Records from a dataset:
_____

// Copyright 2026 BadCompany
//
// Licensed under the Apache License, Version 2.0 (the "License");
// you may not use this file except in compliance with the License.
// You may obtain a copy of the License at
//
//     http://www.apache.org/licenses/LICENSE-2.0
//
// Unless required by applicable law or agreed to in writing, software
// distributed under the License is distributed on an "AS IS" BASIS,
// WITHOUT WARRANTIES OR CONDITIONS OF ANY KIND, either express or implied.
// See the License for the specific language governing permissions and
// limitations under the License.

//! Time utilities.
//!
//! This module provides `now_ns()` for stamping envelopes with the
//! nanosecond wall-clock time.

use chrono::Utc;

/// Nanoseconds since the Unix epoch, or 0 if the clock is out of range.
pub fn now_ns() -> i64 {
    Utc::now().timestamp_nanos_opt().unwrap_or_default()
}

_____

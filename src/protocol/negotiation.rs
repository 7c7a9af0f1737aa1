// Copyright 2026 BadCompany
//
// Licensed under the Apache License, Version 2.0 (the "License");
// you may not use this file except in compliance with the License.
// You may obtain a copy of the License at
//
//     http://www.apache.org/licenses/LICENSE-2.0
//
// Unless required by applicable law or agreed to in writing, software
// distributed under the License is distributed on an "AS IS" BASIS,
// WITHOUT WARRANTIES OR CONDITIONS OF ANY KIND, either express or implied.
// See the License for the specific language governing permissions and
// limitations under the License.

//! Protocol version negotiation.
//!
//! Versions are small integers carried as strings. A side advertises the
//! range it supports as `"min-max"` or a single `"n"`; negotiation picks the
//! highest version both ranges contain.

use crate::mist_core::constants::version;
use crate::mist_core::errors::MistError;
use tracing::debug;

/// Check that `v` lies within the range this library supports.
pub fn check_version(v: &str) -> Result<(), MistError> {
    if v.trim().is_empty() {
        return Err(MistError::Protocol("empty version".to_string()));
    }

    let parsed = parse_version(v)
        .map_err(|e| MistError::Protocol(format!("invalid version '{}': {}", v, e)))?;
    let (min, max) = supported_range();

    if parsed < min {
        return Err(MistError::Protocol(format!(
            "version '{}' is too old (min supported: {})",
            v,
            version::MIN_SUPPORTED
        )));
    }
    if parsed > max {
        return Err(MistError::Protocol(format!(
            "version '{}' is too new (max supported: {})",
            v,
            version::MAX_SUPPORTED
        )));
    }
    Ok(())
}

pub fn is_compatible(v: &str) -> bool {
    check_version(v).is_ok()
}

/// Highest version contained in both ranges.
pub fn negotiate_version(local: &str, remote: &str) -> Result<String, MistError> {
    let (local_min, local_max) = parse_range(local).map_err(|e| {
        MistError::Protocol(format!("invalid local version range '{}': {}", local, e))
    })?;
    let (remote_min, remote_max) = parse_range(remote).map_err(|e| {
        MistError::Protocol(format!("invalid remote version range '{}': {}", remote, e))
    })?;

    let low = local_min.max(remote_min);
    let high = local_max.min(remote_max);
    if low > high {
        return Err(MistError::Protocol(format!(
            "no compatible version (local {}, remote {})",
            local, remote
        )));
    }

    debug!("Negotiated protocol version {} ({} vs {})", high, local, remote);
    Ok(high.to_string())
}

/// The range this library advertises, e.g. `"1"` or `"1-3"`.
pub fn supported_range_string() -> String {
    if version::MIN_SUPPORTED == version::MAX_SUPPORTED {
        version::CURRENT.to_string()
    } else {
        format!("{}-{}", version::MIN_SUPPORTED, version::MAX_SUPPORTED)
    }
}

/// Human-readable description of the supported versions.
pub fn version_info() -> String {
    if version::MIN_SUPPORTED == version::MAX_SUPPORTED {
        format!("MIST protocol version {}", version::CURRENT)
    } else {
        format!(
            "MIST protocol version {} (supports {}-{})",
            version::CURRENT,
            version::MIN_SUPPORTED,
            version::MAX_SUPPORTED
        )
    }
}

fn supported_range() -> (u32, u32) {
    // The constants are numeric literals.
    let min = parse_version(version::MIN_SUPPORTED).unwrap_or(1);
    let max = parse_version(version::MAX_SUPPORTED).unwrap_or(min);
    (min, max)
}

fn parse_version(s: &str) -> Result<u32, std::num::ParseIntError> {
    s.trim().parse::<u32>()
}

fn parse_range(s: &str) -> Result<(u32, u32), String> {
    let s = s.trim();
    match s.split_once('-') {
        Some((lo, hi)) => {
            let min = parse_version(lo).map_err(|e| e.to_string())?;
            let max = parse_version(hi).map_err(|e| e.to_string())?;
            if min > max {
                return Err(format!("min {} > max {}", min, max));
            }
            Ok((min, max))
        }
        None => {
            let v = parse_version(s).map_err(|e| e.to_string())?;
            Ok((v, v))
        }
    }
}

_____

EXERCISE: Once the line with "compatible version (local" is found in the records above, print exactly that line and every line after it through the line with "let min = parse_version(version::MIN_SUPPORTED).unwrap_or(1);".

TASK RESULT:
            "no compatible version (local {}, remote {})",
            local, remote
        )));
    }

    debug!("Negotiated protocol version {} ({} vs {})", high, local, remote);
    Ok(high.to_string())
}

/// The range this library advertises, e.g. `"1"` or `"1-3"`.
pub fn supported_range_string() -> String {
    if version::MIN_SUPPORTED == version::MAX_SUPPORTED {
        version::CURRENT.to_string()
    } else {
        format!("{}-{}", version::MIN_SUPPORTED, version::MAX_SUPPORTED)
    }
}

/// Human-readable description of the supported versions.
pub fn version_info() -> String {
    if version::MIN_SUPPORTED == version::MAX_SUPPORTED {
        format!("MIST protocol version {}", version::CURRENT)
    } else {
        format!(
            "MIST protocol version {} (supports {}-{})",
            version::CURRENT,
            version::MIN_SUPPORTED,
            version::MAX_SUPPORTED
        )
    }
}

fn supported_range() -> (u32, u32) {
    // The constants are numeric literals.
    let min = parse_version(version::MIN_SUPPORTED).unwrap_or(1);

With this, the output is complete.